Search the records for the word "IpProtoMatch". Copy every line where it appears.

Stored data:
────────────────────────────────────────
impl PortSpec {
    pub fn any() -> Self {
        PortSpec {
            any: true,
            ..Default::default()
        }
    }

    pub fn single(port: u16) -> Self {
        PortSpec {
            any: false,
            negate: false,
            ranges: vec![(port, port)],
        }
    }

    /// Concrete coverage as inclusive ranges.
    pub fn resolved(&self) -> Vec<(u16, u16)> {
        if self.any {
            return vec![(0, u16::MAX)];
        }
        let mut ranges = self.ranges.clone();
        ranges.sort_unstable();
        if !self.negate {
            return ranges;
        }
        complement(ranges, u16::MAX)
    }

    pub fn matches(&self, port: u16) -> bool {
        self.resolved().iter().any(|(s, e)| *s <= port && port <= *e)
    }
}

/// Buffer a content pattern inspects.
#[derive(Debug, Copy, Clone, PartialEq, Eq)]
pub enum BufferKind {
    Payload,
    HttpUri,
    HttpRawHeader,
}

/// One content pattern with its placement constraints.
#[derive(Debug, Clone)]
pub struct ContentMatch {
    pub pattern: Vec<u8>,
    pub nocase: bool,
    pub offset: Option<usize>,
    pub depth: Option<usize>,
    /// Minimum gap to the previous pattern's end. Presence makes the
    /// element relative.
    pub distance: Option<i64>,
    /// Maximum start slack past the previous pattern's end + distance.
    pub within: Option<usize>,
    pub buffer: BufferKind,
    /// Engine-global pattern id, assigned at build.
    pub pattern_id: PatternId,
}

impl ContentMatch {
    pub fn new(pattern: Vec<u8>) -> Self {
        ContentMatch {
            pattern,
            nocase: false,
            offset: None,
            depth: None,
            distance: None,
            within: None,
            buffer: BufferKind::Payload,
            pattern_id: 0,
        }
    }

    #[inline]
    pub fn is_relative(&self) -> bool {
        self.distance.is_some() || self.within.is_some()
    }
}

/// Comparison operator for `ip_proto`.
#[derive(Debug, Copy, Clone, PartialEq, Eq)]
pub enum CmpOp {
    Eq,
    Ne,
    Gt,
    Lt,
}

#[derive(Debug, Clone)]
pub struct IpProtoMatch {
    pub op: CmpOp,
    pub proto: u8,
}

impl IpProtoMatch {
    pub fn matches(&self, proto: u8) -> bool {
        match self.op {
            CmpOp::Eq => proto == self.proto,
            CmpOp::Ne => proto != self.proto,
            CmpOp::Gt => proto > self.proto,
            CmpOp::Lt => proto < self.proto,
        }
    }
}

/// Flow-state predicate.
#[derive(Debug, Clone, Default)]
pub struct FlowMatch {
    pub established: bool,
    pub stateless: bool,
    pub to_server: bool,
    pub to_client: bool,
    /// Match only on reassembled stream data.
    pub only_stream: bool,
    /// Match only on raw packet payload.
    pub no_stream: bool,
}

/// Compiled pcre-class predicate.
#[derive(Debug, Clone)]
pub struct PcreMatch {
    pub re: Regex,
    pub raw: String,
    /// `R`: anchor after the previous content match.
    pub relative: bool,
    /// `U`: evaluate against the normalized uri buffer.
    pub uri: bool,
}

/// Ordered match element of a signature.
#[derive(Debug, Clone)]
pub enum MatchElem {
    Content(ContentMatch),
    Pcre(PcreMatch),
    Flow(FlowMatch),
    IpProto(IpProtoMatch),
    TlsVersion(u16),
}

/// A parsed rule, before and after engine build.
#[derive(Debug, Clone)]
pub struct Signature {
    /// Internal index; assigned at engine build, drives alert ordering.
    pub idx: SigIntId,
    pub action: SigAction,
    pub sid: u32,
    pub gid: u32,
    pub rev: u32,
    pub msg: String,
    pub classtype: Option<String>,
    pub class_id: u32,
    pub prio: u32,
    pub proto: ProtoBitmap,
    pub src: AddressSpec,
    pub sp: PortSpec,
    pub dst: AddressSpec,
    pub dp: PortSpec,
    pub matches: Vec<MatchElem>,
    /// Index into `matches` of the content pattern used in the scan pass.
    pub scan_content: Option<usize>,
}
────────────────────────────────────────
Exercise output:
pub struct IpProtoMatch {
impl IpProtoMatch {
    IpProto(IpProtoMatch),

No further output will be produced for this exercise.